(Supplied records)

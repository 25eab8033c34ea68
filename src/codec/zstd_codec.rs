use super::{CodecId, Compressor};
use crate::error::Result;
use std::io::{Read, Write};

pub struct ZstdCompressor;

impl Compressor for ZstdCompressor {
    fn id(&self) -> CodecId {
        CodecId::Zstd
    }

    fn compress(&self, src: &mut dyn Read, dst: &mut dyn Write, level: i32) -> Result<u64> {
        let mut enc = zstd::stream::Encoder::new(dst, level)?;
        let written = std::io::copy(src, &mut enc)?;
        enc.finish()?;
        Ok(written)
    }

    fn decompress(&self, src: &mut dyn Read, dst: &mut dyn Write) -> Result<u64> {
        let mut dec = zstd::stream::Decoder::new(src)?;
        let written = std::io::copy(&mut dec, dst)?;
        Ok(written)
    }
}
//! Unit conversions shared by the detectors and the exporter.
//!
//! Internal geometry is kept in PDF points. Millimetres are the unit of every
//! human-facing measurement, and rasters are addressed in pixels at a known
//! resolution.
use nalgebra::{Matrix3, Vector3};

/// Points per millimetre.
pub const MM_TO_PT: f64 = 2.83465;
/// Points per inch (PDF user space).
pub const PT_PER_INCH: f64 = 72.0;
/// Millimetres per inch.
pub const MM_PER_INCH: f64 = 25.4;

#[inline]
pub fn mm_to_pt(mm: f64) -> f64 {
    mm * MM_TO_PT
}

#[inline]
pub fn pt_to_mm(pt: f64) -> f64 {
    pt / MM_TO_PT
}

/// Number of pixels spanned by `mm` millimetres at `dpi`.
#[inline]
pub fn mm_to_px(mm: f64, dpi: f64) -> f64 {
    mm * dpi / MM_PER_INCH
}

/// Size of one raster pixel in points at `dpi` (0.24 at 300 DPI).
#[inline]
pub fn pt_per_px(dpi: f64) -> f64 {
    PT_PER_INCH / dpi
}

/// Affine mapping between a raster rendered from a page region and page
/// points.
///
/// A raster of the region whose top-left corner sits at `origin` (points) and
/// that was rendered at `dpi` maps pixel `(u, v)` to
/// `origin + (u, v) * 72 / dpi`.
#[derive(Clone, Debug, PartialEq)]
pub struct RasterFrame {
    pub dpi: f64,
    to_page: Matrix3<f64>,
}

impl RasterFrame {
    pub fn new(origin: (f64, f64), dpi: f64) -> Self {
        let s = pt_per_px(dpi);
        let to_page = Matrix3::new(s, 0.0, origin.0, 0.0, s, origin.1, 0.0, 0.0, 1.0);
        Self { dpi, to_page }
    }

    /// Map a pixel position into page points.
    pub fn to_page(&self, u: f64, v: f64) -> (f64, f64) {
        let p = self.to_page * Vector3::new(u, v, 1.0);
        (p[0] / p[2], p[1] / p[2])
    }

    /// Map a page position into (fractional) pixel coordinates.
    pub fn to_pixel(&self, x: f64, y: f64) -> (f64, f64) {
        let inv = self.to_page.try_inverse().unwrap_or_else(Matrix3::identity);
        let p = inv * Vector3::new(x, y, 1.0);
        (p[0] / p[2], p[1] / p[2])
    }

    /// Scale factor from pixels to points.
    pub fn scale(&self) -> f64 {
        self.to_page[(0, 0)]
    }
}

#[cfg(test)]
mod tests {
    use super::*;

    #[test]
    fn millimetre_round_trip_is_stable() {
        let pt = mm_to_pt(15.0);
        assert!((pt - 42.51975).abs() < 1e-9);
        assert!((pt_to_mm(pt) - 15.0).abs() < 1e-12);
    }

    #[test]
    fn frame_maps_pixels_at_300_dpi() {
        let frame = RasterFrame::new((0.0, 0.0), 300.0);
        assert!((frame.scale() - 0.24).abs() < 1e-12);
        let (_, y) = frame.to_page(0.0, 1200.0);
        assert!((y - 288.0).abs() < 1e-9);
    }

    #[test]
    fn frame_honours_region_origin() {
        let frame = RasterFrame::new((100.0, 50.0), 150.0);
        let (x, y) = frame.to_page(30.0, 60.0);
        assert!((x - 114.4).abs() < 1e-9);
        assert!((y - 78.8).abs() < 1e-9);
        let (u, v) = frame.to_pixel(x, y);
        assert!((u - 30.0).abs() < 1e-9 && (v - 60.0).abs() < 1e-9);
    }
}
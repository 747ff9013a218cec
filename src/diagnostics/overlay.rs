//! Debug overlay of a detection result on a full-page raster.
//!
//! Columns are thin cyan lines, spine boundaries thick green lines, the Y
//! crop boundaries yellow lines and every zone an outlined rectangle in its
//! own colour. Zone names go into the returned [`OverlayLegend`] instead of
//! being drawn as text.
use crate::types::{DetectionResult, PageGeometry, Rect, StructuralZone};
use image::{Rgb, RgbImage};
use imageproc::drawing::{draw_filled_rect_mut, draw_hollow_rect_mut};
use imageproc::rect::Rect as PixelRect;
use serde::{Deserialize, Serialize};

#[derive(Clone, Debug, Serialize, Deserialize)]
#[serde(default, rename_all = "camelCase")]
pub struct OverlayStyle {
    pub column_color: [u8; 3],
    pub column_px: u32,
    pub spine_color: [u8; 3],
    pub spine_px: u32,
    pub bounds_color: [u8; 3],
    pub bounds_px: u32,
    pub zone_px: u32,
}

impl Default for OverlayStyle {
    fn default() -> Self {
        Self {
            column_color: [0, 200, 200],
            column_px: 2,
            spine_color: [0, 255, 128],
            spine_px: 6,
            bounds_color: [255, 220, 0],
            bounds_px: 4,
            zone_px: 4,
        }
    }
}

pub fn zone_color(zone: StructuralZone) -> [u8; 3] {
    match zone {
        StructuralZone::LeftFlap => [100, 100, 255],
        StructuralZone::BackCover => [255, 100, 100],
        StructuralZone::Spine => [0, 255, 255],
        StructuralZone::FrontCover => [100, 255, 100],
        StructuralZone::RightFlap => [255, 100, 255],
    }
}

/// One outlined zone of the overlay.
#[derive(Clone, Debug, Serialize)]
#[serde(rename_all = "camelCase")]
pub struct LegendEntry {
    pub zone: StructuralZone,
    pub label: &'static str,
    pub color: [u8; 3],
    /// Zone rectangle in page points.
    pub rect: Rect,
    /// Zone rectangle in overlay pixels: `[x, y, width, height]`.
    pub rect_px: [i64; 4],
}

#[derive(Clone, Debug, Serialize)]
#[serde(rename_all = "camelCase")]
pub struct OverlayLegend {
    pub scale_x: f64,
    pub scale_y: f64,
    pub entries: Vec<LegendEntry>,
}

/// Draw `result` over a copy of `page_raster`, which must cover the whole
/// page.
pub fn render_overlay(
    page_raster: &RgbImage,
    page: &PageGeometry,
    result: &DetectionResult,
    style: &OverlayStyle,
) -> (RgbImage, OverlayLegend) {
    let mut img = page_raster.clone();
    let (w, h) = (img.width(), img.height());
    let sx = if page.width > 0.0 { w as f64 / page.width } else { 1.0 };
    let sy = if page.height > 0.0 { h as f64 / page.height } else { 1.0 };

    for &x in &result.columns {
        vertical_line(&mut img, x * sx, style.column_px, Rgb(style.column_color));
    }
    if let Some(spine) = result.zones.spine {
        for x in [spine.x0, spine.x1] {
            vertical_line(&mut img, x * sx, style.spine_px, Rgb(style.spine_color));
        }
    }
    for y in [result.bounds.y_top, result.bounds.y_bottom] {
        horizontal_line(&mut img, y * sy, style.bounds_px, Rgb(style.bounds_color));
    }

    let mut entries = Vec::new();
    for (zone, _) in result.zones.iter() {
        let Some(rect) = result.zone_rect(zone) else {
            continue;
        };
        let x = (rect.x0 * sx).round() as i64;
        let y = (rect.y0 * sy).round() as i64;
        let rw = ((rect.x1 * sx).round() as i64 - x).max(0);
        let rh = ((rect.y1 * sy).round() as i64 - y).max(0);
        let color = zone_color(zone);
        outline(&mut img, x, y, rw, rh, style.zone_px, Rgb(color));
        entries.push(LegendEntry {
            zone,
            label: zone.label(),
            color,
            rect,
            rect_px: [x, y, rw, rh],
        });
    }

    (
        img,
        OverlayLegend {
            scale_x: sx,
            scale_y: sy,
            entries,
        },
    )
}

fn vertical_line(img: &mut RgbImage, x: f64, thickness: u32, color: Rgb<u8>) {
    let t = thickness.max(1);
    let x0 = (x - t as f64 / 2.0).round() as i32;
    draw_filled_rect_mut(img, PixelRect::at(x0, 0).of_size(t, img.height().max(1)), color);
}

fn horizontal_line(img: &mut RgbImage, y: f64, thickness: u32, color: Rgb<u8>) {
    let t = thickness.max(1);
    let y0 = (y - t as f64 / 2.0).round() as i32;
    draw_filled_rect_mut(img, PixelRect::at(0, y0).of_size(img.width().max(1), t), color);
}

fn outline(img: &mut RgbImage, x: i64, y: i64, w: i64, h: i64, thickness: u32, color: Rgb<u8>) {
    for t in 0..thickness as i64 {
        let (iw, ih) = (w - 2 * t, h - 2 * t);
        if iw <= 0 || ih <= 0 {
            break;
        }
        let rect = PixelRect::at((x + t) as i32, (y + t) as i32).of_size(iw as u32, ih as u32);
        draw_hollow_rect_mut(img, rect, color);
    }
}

(End Supplied records)

**What you will do**.
Give the number of lines in the records where the word "Write" shows up. Nothing else belongs in the reply.

**Response for this exercise**.
3